■ Dataset excerpts
***

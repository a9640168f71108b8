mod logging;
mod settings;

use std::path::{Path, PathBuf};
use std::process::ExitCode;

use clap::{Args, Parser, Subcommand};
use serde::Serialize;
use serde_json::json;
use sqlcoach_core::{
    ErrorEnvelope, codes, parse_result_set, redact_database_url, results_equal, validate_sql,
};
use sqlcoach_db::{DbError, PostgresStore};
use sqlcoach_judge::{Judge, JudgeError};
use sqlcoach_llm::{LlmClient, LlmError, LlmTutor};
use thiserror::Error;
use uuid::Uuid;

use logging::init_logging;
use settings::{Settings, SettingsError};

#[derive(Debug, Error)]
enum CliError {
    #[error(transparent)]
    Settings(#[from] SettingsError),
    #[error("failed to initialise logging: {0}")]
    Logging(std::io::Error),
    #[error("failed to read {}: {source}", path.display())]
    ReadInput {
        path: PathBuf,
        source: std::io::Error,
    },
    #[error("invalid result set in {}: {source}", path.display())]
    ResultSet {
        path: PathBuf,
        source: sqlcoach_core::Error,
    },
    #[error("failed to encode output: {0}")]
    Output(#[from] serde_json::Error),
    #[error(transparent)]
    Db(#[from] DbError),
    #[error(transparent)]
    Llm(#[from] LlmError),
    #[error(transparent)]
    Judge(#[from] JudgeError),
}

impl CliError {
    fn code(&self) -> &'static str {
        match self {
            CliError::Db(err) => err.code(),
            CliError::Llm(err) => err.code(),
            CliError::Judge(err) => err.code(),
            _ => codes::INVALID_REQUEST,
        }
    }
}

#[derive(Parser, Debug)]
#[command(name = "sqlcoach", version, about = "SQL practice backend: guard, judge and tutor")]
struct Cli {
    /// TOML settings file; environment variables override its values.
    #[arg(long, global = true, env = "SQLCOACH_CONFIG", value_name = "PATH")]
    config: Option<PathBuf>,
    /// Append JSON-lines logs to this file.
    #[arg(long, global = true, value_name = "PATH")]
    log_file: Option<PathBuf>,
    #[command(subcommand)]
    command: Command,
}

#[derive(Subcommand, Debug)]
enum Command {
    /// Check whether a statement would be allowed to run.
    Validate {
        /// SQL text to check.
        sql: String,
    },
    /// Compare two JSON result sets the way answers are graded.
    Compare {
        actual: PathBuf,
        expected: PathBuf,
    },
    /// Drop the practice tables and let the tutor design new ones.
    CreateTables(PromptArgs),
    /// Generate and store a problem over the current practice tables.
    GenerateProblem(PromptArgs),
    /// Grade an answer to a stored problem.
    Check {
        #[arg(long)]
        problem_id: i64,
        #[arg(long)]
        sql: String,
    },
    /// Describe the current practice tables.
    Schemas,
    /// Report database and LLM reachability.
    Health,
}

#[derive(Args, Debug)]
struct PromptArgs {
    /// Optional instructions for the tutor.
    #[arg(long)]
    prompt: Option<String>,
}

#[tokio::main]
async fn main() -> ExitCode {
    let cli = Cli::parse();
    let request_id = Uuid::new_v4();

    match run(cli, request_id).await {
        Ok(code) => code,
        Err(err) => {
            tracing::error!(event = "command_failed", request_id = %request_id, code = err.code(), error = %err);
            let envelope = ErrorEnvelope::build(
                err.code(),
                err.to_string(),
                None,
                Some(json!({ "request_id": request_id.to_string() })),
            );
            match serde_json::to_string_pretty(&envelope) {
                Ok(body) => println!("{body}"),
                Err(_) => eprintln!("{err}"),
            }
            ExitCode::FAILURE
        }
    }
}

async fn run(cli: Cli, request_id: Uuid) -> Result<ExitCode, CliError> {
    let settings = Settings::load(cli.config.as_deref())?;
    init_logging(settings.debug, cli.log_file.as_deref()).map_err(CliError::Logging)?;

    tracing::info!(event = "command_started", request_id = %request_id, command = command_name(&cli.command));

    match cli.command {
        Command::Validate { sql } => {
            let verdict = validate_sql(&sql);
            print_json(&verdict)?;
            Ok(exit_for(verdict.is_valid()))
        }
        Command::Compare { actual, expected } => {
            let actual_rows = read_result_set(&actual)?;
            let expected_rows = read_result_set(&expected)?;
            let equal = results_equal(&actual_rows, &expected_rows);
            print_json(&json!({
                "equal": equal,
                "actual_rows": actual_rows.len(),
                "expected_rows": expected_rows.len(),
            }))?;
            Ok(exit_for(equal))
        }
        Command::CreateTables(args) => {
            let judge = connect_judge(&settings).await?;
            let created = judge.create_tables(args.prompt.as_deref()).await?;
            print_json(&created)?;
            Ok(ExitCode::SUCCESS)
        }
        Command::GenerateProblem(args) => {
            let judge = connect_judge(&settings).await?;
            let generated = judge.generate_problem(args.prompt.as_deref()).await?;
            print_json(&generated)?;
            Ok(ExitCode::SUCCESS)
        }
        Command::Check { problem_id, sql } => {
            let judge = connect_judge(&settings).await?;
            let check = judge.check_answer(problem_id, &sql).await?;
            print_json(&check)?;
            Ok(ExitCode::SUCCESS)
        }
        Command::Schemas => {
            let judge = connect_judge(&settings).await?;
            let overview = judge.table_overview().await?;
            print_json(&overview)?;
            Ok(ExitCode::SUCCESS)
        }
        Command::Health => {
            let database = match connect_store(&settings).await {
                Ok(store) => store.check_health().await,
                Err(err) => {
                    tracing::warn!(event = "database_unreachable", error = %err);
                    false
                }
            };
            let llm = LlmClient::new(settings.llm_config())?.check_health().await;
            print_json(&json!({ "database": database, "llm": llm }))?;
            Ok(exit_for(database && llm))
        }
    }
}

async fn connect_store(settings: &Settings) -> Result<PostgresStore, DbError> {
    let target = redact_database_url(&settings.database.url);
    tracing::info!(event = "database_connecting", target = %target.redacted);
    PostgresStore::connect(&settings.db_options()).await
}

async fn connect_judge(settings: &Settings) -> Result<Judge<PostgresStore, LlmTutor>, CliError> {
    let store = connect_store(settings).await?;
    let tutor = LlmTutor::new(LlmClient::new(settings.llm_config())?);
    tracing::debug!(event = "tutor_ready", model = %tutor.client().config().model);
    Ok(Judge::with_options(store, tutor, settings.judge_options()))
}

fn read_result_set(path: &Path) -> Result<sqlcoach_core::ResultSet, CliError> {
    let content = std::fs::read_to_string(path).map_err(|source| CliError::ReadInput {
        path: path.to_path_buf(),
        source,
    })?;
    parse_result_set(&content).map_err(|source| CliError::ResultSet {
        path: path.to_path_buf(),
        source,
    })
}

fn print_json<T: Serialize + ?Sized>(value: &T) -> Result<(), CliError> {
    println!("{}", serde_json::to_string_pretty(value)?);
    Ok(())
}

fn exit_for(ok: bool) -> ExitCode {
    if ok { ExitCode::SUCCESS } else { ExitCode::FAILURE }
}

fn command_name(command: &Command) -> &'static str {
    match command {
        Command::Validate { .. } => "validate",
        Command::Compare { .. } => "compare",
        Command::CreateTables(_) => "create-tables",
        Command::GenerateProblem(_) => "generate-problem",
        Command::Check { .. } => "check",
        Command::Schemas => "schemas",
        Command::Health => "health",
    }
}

***

■ Exercise requirements
Copy each line of the entries exactly.

■ Written solution
repository a9640168f71108b8
mod logging;
mod settings;

use std::path::{Path, PathBuf};
use std::process::ExitCode;

use clap::{Args, Parser, Subcommand};
use serde::Serialize;
use serde_json::json;
use sqlcoach_core::{
    ErrorEnvelope, codes, parse_result_set, redact_database_url, results_equal, validate_sql,
};
use sqlcoach_db::{DbError, PostgresStore};
use sqlcoach_judge::{Judge, JudgeError};
use sqlcoach_llm::{LlmClient, LlmError, LlmTutor};
use thiserror::Error;
use uuid::Uuid;

use logging::init_logging;
use settings::{Settings, SettingsError};

#[derive(Debug, Error)]
enum CliError {
    #[error(transparent)]
    Settings(#[from] SettingsError),
    #[error("failed to initialise logging: {0}")]
    Logging(std::io::Error),
    #[error("failed to read {}: {source}", path.display())]
    ReadInput {
        path: PathBuf,
        source: std::io::Error,
    },
    #[error("invalid result set in {}: {source}", path.display())]
    ResultSet {
        path: PathBuf,
        source: sqlcoach_core::Error,
    },
    #[error("failed to encode output: {0}")]
    Output(#[from] serde_json::Error),
    #[error(transparent)]
    Db(#[from] DbError),
    #[error(transparent)]
    Llm(#[from] LlmError),
    #[error(transparent)]
    Judge(#[from] JudgeError),
}

impl CliError {
    fn code(&self) -> &'static str {
        match self {
            CliError::Db(err) => err.code(),
            CliError::Llm(err) => err.code(),
            CliError::Judge(err) => err.code(),
            _ => codes::INVALID_REQUEST,
        }
    }
}

#[derive(Parser, Debug)]
#[command(name = "sqlcoach", version, about = "SQL practice backend: guard, judge and tutor")]
struct Cli {
    /// TOML settings file; environment variables override its values.
    #[arg(long, global = true, env = "SQLCOACH_CONFIG", value_name = "PATH")]
    config: Option<PathBuf>,
    /// Append JSON-lines logs to this file.
    #[arg(long, global = true, value_name = "PATH")]
    log_file: Option<PathBuf>,
    #[command(subcommand)]
    command: Command,
}

#[derive(Subcommand, Debug)]
enum Command {
    /// Check whether a statement would be allowed to run.
    Validate {
        /// SQL text to check.
        sql: String,
    },
    /// Compare two JSON result sets the way answers are graded.
    Compare {
        actual: PathBuf,
        expected: PathBuf,
    },
    /// Drop the practice tables and let the tutor design new ones.
    CreateTables(PromptArgs),
    /// Generate and store a problem over the current practice tables.
    GenerateProblem(PromptArgs),
    /// Grade an answer to a stored problem.
    Check {
        #[arg(long)]
        problem_id: i64,
        #[arg(long)]
        sql: String,
    },
    /// Describe the current practice tables.
    Schemas,
    /// Report database and LLM reachability.
    Health,
}

#[derive(Args, Debug)]
struct PromptArgs {
    /// Optional instructions for the tutor.
    #[arg(long)]
    prompt: Option<String>,
}

#[tokio::main]
async fn main() -> ExitCode {
    let cli = Cli::parse();
    let request_id = Uuid::new_v4();

    match run(cli, request_id).await {
        Ok(code) => code,
        Err(err) => {
            tracing::error!(event = "command_failed", request_id = %request_id, code = err.code(), error = %err);
            let envelope = ErrorEnvelope::build(
                err.code(),
                err.to_string(),
                None,
                Some(json!({ "request_id": request_id.to_string() })),
            );
            match serde_json::to_string_pretty(&envelope) {
                Ok(body) => println!("{body}"),
                Err(_) => eprintln!("{err}"),
            }
            ExitCode::FAILURE
        }
    }
}

async fn run(cli: Cli, request_id: Uuid) -> Result<ExitCode, CliError> {
    let settings = Settings::load(cli.config.as_deref())?;
    init_logging(settings.debug, cli.log_file.as_deref()).map_err(CliError::Logging)?;

    tracing::info!(event = "command_started", request_id = %request_id, command = command_name(&cli.command));

    match cli.command {
        Command::Validate { sql } => {
            let verdict = validate_sql(&sql);
            print_json(&verdict)?;
            Ok(exit_for(verdict.is_valid()))
        }
        Command::Compare { actual, expected } => {
            let actual_rows = read_result_set(&actual)?;
            let expected_rows = read_result_set(&expected)?;
            let equal = results_equal(&actual_rows, &expected_rows);
            print_json(&json!({
                "equal": equal,
                "actual_rows": actual_rows.len(),
                "expected_rows": expected_rows.len(),
            }))?;
            Ok(exit_for(equal))
        }
        Command::CreateTables(args) => {
            let judge = connect_judge(&settings).await?;
            let created = judge.create_tables(args.prompt.as_deref()).await?;
            print_json(&created)?;
            Ok(ExitCode::SUCCESS)
        }
        Command::GenerateProblem(args) => {
            let judge = connect_judge(&settings).await?;
            let generated = judge.generate_problem(args.prompt.as_deref()).await?;
            print_json(&generated)?;
            Ok(ExitCode::SUCCESS)
        }
        Command::Check { problem_id, sql } => {
            let judge = connect_judge(&settings).await?;
            let check = judge.check_answer(problem_id, &sql).await?;
            print_json(&check)?;
            Ok(ExitCode::SUCCESS)
        }
        Command::Schemas => {
            let judge = connect_judge(&settings).await?;
            let overview = judge.table_overview().await?;
            print_json(&overview)?;
            Ok(ExitCode::SUCCESS)
        }
        Command::Health => {
            let database = match connect_store(&settings).await {
                Ok(store) => store.check_health().await,
                Err(err) => {
                    tracing::warn!(event = "database_unreachable", error = %err);
                    false
                }
            };
            let llm = LlmClient::new(settings.llm_config())?.check_health().await;
            print_json(&json!({ "database": database, "llm": llm }))?;
            Ok(exit_for(database && llm))
        }
    }
}

async fn connect_store(settings: &Settings) -> Result<PostgresStore, DbError> {
    let target = redact_database_url(&settings.database.url);
    tracing::info!(event = "database_connecting", target = %target.redacted);
    PostgresStore::connect(&settings.db_options()).await
}

async fn connect_judge(settings: &Settings) -> Result<Judge<PostgresStore, LlmTutor>, CliError> {
    let store = connect_store(settings).await?;
    let tutor = LlmTutor::new(LlmClient::new(settings.llm_config())?);
    tracing::debug!(event = "tutor_ready", model = %tutor.client().config().model);
    Ok(Judge::with_options(store, tutor, settings.judge_options()))
}

fn read_result_set(path: &Path) -> Result<sqlcoach_core::ResultSet, CliError> {
    let content = std::fs::read_to_string(path).map_err(|source| CliError::ReadInput {
        path: path.to_path_buf(),
        source,
    })?;
    parse_result_set(&content).map_err(|source| CliError::ResultSet {
        path: path.to_path_buf(),
        source,
    })
}

fn print_json<T: Serialize + ?Sized>(value: &T) -> Result<(), CliError> {
    println!("{}", serde_json::to_string_pretty(value)?);
    Ok(())
}

fn exit_for(ok: bool) -> ExitCode {
    if ok { ExitCode::SUCCESS } else { ExitCode::FAILURE }
}

fn command_name(command: &Command) -> &'static str {
    match command {
        Command::Validate { .. } => "validate",
        Command::Compare { .. } => "compare",
        Command::CreateTables(_) => "create-tables",
        Command::GenerateProblem(_) => "generate-problem",
        Command::Check { .. } => "check",
        Command::Schemas => "schemas",
        Command::Health => "health",
    }
}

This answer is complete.